INPUT RECORDS Start Marker

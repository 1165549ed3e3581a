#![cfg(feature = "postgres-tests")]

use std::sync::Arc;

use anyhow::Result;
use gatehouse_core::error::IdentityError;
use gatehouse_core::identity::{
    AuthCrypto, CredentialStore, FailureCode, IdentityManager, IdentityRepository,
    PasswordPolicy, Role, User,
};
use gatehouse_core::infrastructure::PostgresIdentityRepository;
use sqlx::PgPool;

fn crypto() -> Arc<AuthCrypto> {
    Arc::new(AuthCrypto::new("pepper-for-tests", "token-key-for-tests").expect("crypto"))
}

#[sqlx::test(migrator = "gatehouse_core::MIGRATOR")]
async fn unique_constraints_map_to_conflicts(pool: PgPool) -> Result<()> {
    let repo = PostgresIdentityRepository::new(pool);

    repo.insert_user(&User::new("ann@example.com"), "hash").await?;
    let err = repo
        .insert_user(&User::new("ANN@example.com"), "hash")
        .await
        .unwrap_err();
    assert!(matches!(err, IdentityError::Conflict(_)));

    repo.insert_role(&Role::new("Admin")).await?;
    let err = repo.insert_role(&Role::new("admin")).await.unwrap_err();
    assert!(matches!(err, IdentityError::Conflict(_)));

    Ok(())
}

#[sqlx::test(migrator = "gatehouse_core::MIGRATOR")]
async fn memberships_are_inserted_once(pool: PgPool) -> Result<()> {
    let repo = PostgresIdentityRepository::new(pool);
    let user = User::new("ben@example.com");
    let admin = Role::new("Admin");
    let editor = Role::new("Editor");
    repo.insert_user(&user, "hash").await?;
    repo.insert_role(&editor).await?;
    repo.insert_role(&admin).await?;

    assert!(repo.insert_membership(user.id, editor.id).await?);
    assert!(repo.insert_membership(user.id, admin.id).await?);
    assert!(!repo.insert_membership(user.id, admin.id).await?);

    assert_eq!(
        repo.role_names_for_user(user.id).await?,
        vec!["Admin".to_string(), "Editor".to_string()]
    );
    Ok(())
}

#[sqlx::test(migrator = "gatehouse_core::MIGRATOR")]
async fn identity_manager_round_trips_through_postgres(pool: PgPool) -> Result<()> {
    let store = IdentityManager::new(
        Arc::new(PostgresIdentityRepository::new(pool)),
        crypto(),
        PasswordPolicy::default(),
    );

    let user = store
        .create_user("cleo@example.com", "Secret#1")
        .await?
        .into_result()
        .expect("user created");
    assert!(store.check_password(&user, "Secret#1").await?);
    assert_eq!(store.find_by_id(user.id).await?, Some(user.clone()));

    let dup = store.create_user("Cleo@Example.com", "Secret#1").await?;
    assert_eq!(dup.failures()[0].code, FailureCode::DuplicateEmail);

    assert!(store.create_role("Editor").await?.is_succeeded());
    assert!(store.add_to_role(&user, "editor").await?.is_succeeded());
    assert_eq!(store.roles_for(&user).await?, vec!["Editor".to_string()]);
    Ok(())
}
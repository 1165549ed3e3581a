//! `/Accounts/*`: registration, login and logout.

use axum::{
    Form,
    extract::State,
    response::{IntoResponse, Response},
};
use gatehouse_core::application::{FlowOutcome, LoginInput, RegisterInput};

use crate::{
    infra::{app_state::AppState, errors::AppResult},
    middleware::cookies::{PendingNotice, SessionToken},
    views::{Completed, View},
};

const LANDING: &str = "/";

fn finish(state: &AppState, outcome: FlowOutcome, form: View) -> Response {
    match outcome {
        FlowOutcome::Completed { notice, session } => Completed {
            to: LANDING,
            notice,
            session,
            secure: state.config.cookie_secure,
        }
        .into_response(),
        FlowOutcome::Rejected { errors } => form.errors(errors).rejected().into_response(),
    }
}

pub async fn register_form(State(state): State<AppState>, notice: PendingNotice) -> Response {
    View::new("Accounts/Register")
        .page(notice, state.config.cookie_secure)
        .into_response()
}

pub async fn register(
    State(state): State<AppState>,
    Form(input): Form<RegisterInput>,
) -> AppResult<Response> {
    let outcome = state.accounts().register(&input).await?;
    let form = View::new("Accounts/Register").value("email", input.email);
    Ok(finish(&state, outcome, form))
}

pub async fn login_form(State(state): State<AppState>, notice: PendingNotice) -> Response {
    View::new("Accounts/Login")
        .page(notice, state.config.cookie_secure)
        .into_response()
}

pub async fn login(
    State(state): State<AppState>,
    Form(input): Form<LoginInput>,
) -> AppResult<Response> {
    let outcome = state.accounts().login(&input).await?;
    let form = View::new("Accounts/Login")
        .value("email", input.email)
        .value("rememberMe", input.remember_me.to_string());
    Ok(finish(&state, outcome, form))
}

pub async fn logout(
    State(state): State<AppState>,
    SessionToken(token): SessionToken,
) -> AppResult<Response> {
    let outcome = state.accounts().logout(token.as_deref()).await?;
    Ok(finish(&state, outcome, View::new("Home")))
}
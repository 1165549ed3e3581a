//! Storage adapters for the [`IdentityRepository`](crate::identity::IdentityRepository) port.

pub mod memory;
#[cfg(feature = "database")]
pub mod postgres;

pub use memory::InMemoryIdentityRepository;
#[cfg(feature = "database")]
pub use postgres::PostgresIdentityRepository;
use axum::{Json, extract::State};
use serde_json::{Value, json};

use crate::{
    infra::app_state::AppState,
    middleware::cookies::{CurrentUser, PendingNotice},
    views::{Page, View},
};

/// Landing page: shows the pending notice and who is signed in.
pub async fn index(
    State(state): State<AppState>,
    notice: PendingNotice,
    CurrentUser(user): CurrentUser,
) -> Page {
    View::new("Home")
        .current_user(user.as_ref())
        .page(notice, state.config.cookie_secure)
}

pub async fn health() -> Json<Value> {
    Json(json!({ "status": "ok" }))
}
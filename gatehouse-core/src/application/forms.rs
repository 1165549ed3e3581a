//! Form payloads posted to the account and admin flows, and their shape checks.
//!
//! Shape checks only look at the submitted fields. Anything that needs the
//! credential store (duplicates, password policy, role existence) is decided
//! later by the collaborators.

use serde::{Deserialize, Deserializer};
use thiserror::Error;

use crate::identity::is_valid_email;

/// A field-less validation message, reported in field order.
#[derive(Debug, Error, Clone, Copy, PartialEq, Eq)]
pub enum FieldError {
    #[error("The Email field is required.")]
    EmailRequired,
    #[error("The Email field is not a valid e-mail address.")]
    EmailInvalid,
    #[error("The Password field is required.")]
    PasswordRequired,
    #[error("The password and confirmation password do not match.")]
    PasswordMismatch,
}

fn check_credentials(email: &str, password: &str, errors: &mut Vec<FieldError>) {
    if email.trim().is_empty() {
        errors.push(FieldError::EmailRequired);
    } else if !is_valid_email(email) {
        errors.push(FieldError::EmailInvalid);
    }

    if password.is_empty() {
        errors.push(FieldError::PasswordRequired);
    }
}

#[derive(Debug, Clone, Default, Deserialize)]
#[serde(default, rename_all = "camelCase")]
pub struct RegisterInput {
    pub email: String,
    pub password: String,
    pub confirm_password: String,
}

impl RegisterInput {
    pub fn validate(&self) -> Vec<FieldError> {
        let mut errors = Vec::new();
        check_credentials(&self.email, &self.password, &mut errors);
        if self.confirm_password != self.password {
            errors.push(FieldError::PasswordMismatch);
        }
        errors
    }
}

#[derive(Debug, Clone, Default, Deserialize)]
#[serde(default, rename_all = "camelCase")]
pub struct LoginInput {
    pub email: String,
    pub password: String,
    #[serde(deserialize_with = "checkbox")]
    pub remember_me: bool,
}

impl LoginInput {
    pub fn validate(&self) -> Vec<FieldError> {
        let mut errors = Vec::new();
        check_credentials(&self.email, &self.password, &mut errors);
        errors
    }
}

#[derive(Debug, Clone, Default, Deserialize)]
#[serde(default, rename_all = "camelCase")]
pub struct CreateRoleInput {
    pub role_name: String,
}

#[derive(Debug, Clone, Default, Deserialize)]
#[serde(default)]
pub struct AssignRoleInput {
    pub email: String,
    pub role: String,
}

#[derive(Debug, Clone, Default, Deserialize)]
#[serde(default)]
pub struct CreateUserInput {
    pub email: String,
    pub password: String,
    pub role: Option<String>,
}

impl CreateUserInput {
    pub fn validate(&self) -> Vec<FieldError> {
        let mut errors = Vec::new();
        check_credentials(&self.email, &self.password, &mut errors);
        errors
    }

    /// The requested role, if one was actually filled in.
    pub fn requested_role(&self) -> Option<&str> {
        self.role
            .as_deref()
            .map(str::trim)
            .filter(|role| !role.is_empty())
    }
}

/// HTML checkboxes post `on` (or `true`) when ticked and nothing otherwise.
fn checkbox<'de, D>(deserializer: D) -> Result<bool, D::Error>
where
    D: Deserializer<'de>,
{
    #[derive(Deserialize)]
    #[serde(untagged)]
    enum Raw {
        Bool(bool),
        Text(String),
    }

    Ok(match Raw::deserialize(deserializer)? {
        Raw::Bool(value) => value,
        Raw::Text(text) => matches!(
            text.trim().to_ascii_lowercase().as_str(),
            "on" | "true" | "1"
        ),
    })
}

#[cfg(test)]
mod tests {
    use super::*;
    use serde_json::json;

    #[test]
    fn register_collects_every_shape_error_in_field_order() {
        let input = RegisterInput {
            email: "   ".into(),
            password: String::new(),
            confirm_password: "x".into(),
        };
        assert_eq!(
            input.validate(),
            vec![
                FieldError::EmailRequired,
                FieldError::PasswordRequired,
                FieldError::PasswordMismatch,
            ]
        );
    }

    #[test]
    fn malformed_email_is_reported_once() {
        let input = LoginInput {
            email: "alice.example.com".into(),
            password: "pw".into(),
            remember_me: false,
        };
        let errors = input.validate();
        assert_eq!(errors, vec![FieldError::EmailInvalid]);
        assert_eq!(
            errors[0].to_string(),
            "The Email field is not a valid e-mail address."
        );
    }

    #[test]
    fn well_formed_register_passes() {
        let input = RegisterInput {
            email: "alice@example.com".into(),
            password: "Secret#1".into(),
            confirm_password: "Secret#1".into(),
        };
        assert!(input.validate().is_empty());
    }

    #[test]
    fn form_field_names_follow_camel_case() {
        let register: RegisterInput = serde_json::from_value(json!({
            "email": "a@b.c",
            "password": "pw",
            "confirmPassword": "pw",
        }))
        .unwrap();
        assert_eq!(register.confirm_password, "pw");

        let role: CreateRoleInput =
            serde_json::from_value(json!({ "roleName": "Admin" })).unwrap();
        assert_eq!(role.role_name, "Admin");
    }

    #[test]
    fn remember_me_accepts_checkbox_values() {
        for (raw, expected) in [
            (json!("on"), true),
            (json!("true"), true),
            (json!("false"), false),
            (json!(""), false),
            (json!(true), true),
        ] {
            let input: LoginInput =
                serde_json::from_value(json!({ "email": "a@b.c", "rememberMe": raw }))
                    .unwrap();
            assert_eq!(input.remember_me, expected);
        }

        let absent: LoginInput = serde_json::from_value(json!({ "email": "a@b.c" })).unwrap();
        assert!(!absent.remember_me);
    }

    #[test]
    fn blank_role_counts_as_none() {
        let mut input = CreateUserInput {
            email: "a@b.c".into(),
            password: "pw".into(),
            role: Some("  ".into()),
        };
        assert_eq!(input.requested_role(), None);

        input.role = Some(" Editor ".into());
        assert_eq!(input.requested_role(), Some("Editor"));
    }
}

INPUT RECORDS End Marker

Write out every line in the data that holds the string "Home".

    Ok(finish(&state, outcome, View::new("Home")))
    View::new("Home")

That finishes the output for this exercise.